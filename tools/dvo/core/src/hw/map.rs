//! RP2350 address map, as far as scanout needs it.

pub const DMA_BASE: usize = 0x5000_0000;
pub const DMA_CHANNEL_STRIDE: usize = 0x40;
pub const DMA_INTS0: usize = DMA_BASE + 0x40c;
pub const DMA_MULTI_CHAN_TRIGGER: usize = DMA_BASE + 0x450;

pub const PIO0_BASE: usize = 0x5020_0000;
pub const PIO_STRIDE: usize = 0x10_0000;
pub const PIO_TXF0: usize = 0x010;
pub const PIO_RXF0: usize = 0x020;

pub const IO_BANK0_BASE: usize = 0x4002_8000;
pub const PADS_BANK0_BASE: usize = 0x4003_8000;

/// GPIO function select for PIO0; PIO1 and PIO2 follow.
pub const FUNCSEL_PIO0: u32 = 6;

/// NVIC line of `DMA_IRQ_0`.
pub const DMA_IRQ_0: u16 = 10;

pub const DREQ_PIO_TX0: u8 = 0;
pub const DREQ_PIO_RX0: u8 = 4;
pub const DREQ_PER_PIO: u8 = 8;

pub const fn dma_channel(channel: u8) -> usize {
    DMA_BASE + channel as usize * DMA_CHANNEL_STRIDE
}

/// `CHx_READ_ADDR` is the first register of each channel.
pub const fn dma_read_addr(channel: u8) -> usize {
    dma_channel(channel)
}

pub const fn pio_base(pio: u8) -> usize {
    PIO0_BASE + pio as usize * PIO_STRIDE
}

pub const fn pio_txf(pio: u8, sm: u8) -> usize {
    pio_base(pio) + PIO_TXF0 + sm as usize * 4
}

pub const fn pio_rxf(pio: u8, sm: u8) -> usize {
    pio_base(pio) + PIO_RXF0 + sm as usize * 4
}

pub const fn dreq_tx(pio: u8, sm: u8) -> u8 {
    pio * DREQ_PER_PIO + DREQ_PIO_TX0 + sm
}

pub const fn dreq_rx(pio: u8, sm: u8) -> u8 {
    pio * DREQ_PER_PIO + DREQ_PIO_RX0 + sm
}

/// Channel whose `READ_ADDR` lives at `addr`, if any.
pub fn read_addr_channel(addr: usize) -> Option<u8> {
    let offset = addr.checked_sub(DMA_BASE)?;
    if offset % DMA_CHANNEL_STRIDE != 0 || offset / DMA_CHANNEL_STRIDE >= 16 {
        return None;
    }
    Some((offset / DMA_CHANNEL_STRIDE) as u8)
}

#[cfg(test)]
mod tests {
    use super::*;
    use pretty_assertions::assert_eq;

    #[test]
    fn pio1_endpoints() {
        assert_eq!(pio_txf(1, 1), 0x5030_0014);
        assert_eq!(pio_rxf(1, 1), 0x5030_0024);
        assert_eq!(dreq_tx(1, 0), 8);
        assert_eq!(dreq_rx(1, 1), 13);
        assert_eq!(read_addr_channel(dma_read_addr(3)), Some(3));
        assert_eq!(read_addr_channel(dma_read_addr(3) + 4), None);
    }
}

• What you will do: Retype the material above in full, with nothing altered.

• Answer box:
filename tools/dvo/core/src/hw/map.rs
//! RP2350 address map, as far as scanout needs it.

pub const DMA_BASE: usize = 0x5000_0000;
pub const DMA_CHANNEL_STRIDE: usize = 0x40;
pub const DMA_INTS0: usize = DMA_BASE + 0x40c;
pub const DMA_MULTI_CHAN_TRIGGER: usize = DMA_BASE + 0x450;

pub const PIO0_BASE: usize = 0x5020_0000;
pub const PIO_STRIDE: usize = 0x10_0000;
pub const PIO_TXF0: usize = 0x010;
pub const PIO_RXF0: usize = 0x020;

pub const IO_BANK0_BASE: usize = 0x4002_8000;
pub const PADS_BANK0_BASE: usize = 0x4003_8000;

/// GPIO function select for PIO0; PIO1 and PIO2 follow.
pub const FUNCSEL_PIO0: u32 = 6;

/// NVIC line of `DMA_IRQ_0`.
pub const DMA_IRQ_0: u16 = 10;

pub const DREQ_PIO_TX0: u8 = 0;
pub const DREQ_PIO_RX0: u8 = 4;
pub const DREQ_PER_PIO: u8 = 8;

pub const fn dma_channel(channel: u8) -> usize {
    DMA_BASE + channel as usize * DMA_CHANNEL_STRIDE
}

/// `CHx_READ_ADDR` is the first register of each channel.
pub const fn dma_read_addr(channel: u8) -> usize {
    dma_channel(channel)
}

pub const fn pio_base(pio: u8) -> usize {
    PIO0_BASE + pio as usize * PIO_STRIDE
}

pub const fn pio_txf(pio: u8, sm: u8) -> usize {
    pio_base(pio) + PIO_TXF0 + sm as usize * 4
}

pub const fn pio_rxf(pio: u8, sm: u8) -> usize {
    pio_base(pio) + PIO_RXF0 + sm as usize * 4
}

pub const fn dreq_tx(pio: u8, sm: u8) -> u8 {
    pio * DREQ_PER_PIO + DREQ_PIO_TX0 + sm
}

pub const fn dreq_rx(pio: u8, sm: u8) -> u8 {
    pio * DREQ_PER_PIO + DREQ_PIO_RX0 + sm
}

/// Channel whose `READ_ADDR` lives at `addr`, if any.
pub fn read_addr_channel(addr: usize) -> Option<u8> {
    let offset = addr.checked_sub(DMA_BASE)?;
    if offset % DMA_CHANNEL_STRIDE != 0 || offset / DMA_CHANNEL_STRIDE >= 16 {
        return None;
    }
    Some((offset / DMA_CHANNEL_STRIDE) as u8)
}

#[cfg(test)]
mod tests {
    use super::*;
    use pretty_assertions::assert_eq;

    #[test]
    fn pio1_endpoints() {
        assert_eq!(pio_txf(1, 1), 0x5030_0014);
        assert_eq!(pio_rxf(1, 1), 0x5030_0024);
        assert_eq!(dreq_tx(1, 0), 8);
        assert_eq!(dreq_rx(1, 1), 13);
        assert_eq!(read_addr_channel(dma_read_addr(3)), Some(3));
        assert_eq!(read_addr_channel(dma_read_addr(3) + 4), None);
    }
}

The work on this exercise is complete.